--- RECORDS FOR THE TASK Enclosed Below ---

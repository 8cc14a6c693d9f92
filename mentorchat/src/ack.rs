//! Acknowledgment emission for observed messages.
//!
//! Every message the transcript accepts that was written by someone other
//! than the viewer, and that carries a server identity, is acknowledged
//! once over the live channel. System notices and the viewer's own
//! messages are never acknowledged.
//!
//! Receipts produced while the channel is down (initial history, a gap
//! recovery that completes after a drop) wait in an outbox and are flushed
//! in order right after the next subscribe.

use std::collections::VecDeque;

use mentorchat_proto::channel::{AckReceipt, ClientFrame};
use mentorchat_proto::message::{ChatMessage, ConversationId, Origin, UserId};

use crate::transport::{ChannelLink, TransportError};

/// Builds the receipt for `message`, or `None` if it must not be acknowledged.
#[must_use]
pub fn receipt_for(
    conversation: ConversationId,
    acknowledger: &UserId,
    message: &ChatMessage,
) -> Option<AckReceipt> {
    if message.origin != Origin::RemotePeer {
        return None;
    }
    let message_id = message.identity?;
    Some(AckReceipt {
        room_id: conversation,
        message_id,
        user_id: acknowledger.clone(),
    })
}

/// Queues and sends acknowledgments for one conversation.
#[derive(Debug)]
pub struct AckEmitter {
    conversation: ConversationId,
    acknowledger: UserId,
    outbox: VecDeque<AckReceipt>,
}

impl AckEmitter {
    /// Creates an emitter acknowledging on behalf of `acknowledger`.
    #[must_use]
    pub const fn new(conversation: ConversationId, acknowledger: UserId) -> Self {
        Self {
            conversation,
            acknowledger,
            outbox: VecDeque::new(),
        }
    }

    /// Queues a receipt for `message` if it qualifies.
    ///
    /// Call this only for messages the transcript accepted, never for
    /// duplicates, so that each message is acknowledged once.
    pub fn observe(&mut self, message: &ChatMessage) -> bool {
        match receipt_for(self.conversation, &self.acknowledger, message) {
            Some(receipt) => {
                self.outbox.push_back(receipt);
                true
            }
            None => false,
        }
    }

    /// Number of receipts waiting to be sent.
    #[must_use]
    pub fn queued(&self) -> usize {
        self.outbox.len()
    }

    /// Writes queued receipts to the channel, oldest first.
    ///
    /// Stops at the first receipt the link cannot take; it stays queued.
    /// Returns how many receipts were handed to the link.
    ///
    /// # Errors
    ///
    /// Returns [`TransportError::ConnectionClosed`] if the link has closed.
    pub fn flush(&mut self, link: &ChannelLink) -> Result<usize, TransportError> {
        let mut sent = 0;
        while let Some(receipt) = self.outbox.pop_front() {
            match link.try_send(ClientFrame::Ack(receipt.clone())) {
                Ok(()) => {
                    tracing::debug!(
                        conversation = %receipt.room_id,
                        message_id = %receipt.message_id,
                        "acknowledged message"
                    );
                    sent += 1;
                }
                Err(TransportError::Busy) => {
                    self.outbox.push_front(receipt);
                    break;
                }
                Err(e) => {
                    self.outbox.push_front(receipt);
                    return Err(e);
                }
            }
        }
        Ok(sent)
    }

    /// Drops every queued receipt.
    pub fn clear(&mut self) {
        self.outbox.clear();
    }
}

--- End of Enclosed RECORDS FOR THE TASK ---

REQUIREMENT — I'd like an exact copy of the lines above, from the very first one through the line that contains "pub struct AckEmitter", with nothing else added.

ANSWER SPACE —
repository 8cc14a6c693d9f92
filename mentorchat/src/ack.rs
//! Acknowledgment emission for observed messages.
//!
//! Every message the transcript accepts that was written by someone other
//! than the viewer, and that carries a server identity, is acknowledged
//! once over the live channel. System notices and the viewer's own
//! messages are never acknowledged.
//!
//! Receipts produced while the channel is down (initial history, a gap
//! recovery that completes after a drop) wait in an outbox and are flushed
//! in order right after the next subscribe.

use std::collections::VecDeque;

use mentorchat_proto::channel::{AckReceipt, ClientFrame};
use mentorchat_proto::message::{ChatMessage, ConversationId, Origin, UserId};

use crate::transport::{ChannelLink, TransportError};

/// Builds the receipt for `message`, or `None` if it must not be acknowledged.
#[must_use]
pub fn receipt_for(
    conversation: ConversationId,
    acknowledger: &UserId,
    message: &ChatMessage,
) -> Option<AckReceipt> {
    if message.origin != Origin::RemotePeer {
        return None;
    }
    let message_id = message.identity?;
    Some(AckReceipt {
        room_id: conversation,
        message_id,
        user_id: acknowledger.clone(),
    })
}

/// Queues and sends acknowledgments for one conversation.
#[derive(Debug)]
pub struct AckEmitter {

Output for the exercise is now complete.